- _ACTIVITY_
When you answer, give every record back exactly as written.

- _DATASET ENTRIES_
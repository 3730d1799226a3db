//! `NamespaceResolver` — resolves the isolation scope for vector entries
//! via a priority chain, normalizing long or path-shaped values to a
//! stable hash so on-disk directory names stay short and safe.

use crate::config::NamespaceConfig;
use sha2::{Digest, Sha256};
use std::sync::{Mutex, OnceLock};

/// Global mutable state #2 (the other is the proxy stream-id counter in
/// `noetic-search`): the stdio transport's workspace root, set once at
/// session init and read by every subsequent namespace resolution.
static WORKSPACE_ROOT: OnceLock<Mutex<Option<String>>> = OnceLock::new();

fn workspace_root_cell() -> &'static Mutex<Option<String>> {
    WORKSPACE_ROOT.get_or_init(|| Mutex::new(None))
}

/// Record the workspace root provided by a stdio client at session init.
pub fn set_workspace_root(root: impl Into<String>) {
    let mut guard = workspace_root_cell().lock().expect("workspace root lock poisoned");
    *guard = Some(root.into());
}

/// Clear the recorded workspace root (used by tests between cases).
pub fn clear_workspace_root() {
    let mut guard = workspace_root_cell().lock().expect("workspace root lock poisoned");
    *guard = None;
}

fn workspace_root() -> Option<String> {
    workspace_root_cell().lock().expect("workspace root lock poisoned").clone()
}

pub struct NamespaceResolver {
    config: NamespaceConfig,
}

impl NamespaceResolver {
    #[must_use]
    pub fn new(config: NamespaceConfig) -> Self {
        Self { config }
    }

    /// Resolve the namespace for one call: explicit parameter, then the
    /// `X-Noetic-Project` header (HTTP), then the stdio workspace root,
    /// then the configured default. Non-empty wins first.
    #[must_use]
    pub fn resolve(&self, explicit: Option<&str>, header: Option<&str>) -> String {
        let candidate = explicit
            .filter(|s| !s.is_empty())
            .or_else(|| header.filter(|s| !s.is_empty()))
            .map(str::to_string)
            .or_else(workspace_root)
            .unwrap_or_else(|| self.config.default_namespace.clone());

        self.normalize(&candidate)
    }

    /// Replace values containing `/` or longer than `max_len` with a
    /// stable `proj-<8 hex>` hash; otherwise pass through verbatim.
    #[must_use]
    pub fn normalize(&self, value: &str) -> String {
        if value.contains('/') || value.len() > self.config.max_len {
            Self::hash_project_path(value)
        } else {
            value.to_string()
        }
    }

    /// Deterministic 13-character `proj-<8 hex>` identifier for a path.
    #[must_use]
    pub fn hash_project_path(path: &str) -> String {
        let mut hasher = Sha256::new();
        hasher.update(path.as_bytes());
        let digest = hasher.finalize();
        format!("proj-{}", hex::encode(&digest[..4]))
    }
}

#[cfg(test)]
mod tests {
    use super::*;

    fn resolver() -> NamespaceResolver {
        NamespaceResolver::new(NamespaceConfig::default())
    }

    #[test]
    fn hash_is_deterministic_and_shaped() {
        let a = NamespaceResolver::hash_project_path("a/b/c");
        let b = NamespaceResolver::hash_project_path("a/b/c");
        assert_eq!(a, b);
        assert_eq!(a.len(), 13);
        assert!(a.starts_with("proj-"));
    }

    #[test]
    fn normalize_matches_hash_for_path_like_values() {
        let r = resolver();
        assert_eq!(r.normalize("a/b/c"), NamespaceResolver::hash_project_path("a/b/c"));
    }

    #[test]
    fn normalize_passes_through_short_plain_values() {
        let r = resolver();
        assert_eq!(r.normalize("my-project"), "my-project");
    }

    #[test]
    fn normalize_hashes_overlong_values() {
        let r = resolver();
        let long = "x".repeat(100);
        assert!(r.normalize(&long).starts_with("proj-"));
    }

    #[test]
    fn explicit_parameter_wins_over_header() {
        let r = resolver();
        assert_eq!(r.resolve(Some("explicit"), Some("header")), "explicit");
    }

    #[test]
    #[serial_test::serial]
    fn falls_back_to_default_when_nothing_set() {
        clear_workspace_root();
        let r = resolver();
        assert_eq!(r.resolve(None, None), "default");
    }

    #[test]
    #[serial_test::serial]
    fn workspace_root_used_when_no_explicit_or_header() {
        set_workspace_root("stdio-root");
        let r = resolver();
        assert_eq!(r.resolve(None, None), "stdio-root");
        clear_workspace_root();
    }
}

- _ANSWER TO THIS TASK_
repository 3730d1799226a3db
//! `NamespaceResolver` — resolves the isolation scope for vector entries
//! via a priority chain, normalizing long or path-shaped values to a
//! stable hash so on-disk directory names stay short and safe.

use crate::config::NamespaceConfig;
use sha2::{Digest, Sha256};
use std::sync::{Mutex, OnceLock};

/// Global mutable state #2 (the other is the proxy stream-id counter in
/// `noetic-search`): the stdio transport's workspace root, set once at
/// session init and read by every subsequent namespace resolution.
static WORKSPACE_ROOT: OnceLock<Mutex<Option<String>>> = OnceLock::new();

fn workspace_root_cell() -> &'static Mutex<Option<String>> {
    WORKSPACE_ROOT.get_or_init(|| Mutex::new(None))
}

/// Record the workspace root provided by a stdio client at session init.
pub fn set_workspace_root(root: impl Into<String>) {
    let mut guard = workspace_root_cell().lock().expect("workspace root lock poisoned");
    *guard = Some(root.into());
}

/// Clear the recorded workspace root (used by tests between cases).
pub fn clear_workspace_root() {
    let mut guard = workspace_root_cell().lock().expect("workspace root lock poisoned");
    *guard = None;
}

fn workspace_root() -> Option<String> {
    workspace_root_cell().lock().expect("workspace root lock poisoned").clone()
}

pub struct NamespaceResolver {
    config: NamespaceConfig,
}

impl NamespaceResolver {
    #[must_use]
    pub fn new(config: NamespaceConfig) -> Self {
        Self { config }
    }

    /// Resolve the namespace for one call: explicit parameter, then the
    /// `X-Noetic-Project` header (HTTP), then the stdio workspace root,
    /// then the configured default. Non-empty wins first.
    #[must_use]
    pub fn resolve(&self, explicit: Option<&str>, header: Option<&str>) -> String {
        let candidate = explicit
            .filter(|s| !s.is_empty())
            .or_else(|| header.filter(|s| !s.is_empty()))
            .map(str::to_string)
            .or_else(workspace_root)
            .unwrap_or_else(|| self.config.default_namespace.clone());

        self.normalize(&candidate)
    }

    /// Replace values containing `/` or longer than `max_len` with a
    /// stable `proj-<8 hex>` hash; otherwise pass through verbatim.
    #[must_use]
    pub fn normalize(&self, value: &str) -> String {
        if value.contains('/') || value.len() > self.config.max_len {
            Self::hash_project_path(value)
        } else {
            value.to_string()
        }
    }

    /// Deterministic 13-character `proj-<8 hex>` identifier for a path.
    #[must_use]
    pub fn hash_project_path(path: &str) -> String {
        let mut hasher = Sha256::new();
        hasher.update(path.as_bytes());
        let digest = hasher.finalize();
        format!("proj-{}", hex::encode(&digest[..4]))
    }
}

#[cfg(test)]
mod tests {
    use super::*;

    fn resolver() -> NamespaceResolver {
        NamespaceResolver::new(NamespaceConfig::default())
    }

    #[test]
    fn hash_is_deterministic_and_shaped() {
        let a = NamespaceResolver::hash_project_path("a/b/c");
        let b = NamespaceResolver::hash_project_path("a/b/c");
        assert_eq!(a, b);
        assert_eq!(a.len(), 13);
        assert!(a.starts_with("proj-"));
    }

    #[test]
    fn normalize_matches_hash_for_path_like_values() {
        let r = resolver();
        assert_eq!(r.normalize("a/b/c"), NamespaceResolver::hash_project_path("a/b/c"));
    }

    #[test]
    fn normalize_passes_through_short_plain_values() {
        let r = resolver();
        assert_eq!(r.normalize("my-project"), "my-project");
    }

    #[test]
    fn normalize_hashes_overlong_values() {
        let r = resolver();
        let long = "x".repeat(100);
        assert!(r.normalize(&long).starts_with("proj-"));
    }

    #[test]
    fn explicit_parameter_wins_over_header() {
        let r = resolver();
        assert_eq!(r.resolve(Some("explicit"), Some("header")), "explicit");
    }

    #[test]
    #[serial_test::serial]
    fn falls_back_to_default_when_nothing_set() {
        clear_workspace_root();
        let r = resolver();
        assert_eq!(r.resolve(None, None), "default");
    }

    #[test]
    #[serial_test::serial]
    fn workspace_root_used_when_no_explicit_or_header() {
        set_workspace_root("stdio-root");
        let r = resolver();
        assert_eq!(r.resolve(None, None), "stdio-root");
        clear_workspace_root();
    }
}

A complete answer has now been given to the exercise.